What the exercise asks = Search the listing below for the string "risk" and copy every line where it occurs.

Supplied data =
=== Section Start ===

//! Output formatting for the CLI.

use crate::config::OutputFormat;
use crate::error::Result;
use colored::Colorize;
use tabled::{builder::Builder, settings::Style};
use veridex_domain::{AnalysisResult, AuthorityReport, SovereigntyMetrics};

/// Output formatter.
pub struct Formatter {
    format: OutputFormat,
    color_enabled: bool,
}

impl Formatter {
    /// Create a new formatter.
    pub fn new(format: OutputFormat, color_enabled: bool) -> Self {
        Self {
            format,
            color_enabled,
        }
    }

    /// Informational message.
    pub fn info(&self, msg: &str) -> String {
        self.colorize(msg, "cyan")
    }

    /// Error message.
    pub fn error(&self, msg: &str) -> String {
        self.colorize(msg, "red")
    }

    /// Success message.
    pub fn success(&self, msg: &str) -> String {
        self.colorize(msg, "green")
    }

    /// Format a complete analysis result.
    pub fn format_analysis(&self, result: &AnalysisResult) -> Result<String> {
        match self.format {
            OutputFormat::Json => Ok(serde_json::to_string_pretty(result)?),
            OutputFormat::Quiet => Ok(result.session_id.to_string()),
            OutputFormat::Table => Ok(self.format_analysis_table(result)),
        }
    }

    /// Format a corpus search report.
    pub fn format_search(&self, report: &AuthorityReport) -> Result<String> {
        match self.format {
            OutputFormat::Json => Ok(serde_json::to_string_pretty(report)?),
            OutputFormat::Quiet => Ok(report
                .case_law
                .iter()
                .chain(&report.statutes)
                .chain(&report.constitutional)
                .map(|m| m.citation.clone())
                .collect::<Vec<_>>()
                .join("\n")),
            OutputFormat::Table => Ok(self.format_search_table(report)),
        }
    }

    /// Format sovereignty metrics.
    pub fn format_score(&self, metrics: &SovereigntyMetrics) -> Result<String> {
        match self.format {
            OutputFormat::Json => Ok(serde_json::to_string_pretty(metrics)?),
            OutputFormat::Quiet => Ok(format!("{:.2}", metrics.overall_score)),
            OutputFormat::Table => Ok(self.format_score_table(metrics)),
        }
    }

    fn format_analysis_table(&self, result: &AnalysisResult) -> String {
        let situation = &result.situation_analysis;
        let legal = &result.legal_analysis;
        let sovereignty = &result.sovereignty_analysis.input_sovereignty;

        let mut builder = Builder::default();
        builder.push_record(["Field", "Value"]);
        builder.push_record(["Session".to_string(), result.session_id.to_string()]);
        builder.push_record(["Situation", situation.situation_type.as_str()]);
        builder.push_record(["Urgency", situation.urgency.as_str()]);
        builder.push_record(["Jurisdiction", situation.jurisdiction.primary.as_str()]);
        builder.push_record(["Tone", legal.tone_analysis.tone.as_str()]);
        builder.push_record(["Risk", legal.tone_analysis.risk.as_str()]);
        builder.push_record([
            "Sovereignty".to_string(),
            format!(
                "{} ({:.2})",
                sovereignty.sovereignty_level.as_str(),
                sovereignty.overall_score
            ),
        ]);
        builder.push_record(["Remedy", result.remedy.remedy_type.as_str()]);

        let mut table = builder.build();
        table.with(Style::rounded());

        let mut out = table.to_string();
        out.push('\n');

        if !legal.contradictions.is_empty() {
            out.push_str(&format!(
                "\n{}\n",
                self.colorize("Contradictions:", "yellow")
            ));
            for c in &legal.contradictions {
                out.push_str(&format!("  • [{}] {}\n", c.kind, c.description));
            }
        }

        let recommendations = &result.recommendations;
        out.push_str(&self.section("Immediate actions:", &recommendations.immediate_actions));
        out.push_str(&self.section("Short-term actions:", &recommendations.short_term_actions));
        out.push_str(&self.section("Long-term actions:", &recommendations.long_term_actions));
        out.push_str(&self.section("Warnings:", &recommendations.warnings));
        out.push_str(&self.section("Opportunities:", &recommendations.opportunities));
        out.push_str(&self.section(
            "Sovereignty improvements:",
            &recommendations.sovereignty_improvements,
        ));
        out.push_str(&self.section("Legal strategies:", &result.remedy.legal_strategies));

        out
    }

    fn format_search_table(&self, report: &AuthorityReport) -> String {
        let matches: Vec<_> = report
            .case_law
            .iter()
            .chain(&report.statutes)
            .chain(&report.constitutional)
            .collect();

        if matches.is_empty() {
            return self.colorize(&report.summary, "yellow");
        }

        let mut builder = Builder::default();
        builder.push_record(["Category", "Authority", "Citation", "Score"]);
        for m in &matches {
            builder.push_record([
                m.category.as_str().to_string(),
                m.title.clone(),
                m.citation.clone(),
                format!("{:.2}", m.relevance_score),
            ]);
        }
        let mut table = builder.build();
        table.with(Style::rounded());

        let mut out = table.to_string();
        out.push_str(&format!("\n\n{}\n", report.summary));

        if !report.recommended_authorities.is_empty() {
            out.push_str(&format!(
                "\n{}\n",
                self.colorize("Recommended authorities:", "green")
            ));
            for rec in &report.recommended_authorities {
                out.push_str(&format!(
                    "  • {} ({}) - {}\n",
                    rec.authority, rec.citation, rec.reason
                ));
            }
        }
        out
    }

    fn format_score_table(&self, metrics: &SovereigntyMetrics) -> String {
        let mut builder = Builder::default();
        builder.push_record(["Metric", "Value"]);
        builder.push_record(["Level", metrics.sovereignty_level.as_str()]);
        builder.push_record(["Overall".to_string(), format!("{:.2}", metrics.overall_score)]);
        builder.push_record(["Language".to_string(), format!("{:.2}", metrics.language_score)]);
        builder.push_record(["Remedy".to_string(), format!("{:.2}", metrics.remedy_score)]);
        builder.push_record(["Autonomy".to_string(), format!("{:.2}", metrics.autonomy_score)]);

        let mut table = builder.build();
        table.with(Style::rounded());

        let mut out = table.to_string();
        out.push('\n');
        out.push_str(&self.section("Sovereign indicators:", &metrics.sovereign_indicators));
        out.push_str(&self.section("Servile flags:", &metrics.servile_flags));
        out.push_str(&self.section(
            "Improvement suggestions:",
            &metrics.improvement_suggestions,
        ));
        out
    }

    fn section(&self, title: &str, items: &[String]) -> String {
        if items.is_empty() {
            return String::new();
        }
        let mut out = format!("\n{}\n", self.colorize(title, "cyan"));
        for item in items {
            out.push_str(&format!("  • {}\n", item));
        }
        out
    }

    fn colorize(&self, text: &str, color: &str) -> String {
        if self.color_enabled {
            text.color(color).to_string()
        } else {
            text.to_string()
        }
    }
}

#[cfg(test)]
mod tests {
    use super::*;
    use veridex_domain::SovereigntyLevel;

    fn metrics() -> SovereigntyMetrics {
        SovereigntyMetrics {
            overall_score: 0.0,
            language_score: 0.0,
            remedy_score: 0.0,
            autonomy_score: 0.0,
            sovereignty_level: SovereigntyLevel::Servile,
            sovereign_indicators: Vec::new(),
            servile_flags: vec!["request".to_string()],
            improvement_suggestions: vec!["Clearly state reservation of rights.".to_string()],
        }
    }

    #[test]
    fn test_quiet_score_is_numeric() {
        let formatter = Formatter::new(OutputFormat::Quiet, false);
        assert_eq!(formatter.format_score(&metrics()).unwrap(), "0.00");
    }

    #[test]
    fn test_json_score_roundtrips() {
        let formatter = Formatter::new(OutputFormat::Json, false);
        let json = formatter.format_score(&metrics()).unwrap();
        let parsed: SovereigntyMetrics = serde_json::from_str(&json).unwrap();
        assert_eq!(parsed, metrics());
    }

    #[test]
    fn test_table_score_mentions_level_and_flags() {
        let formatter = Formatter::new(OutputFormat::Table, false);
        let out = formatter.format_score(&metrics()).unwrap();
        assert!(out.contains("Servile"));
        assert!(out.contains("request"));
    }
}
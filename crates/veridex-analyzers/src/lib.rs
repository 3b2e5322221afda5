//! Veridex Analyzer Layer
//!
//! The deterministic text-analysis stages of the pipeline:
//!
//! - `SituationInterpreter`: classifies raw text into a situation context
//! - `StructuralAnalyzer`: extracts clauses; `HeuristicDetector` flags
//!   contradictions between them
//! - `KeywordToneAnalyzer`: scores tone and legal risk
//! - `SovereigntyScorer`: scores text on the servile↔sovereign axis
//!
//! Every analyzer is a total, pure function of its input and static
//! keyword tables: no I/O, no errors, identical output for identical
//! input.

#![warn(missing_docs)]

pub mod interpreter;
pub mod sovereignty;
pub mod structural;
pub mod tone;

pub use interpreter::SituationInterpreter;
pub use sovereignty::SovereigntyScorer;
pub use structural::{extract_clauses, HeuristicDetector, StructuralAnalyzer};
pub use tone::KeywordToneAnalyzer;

=== Section End ===

Answer box =
        builder.push_record(["Risk", legal.tone_analysis.risk.as_str()]);
//! - `KeywordToneAnalyzer`: scores tone and legal risk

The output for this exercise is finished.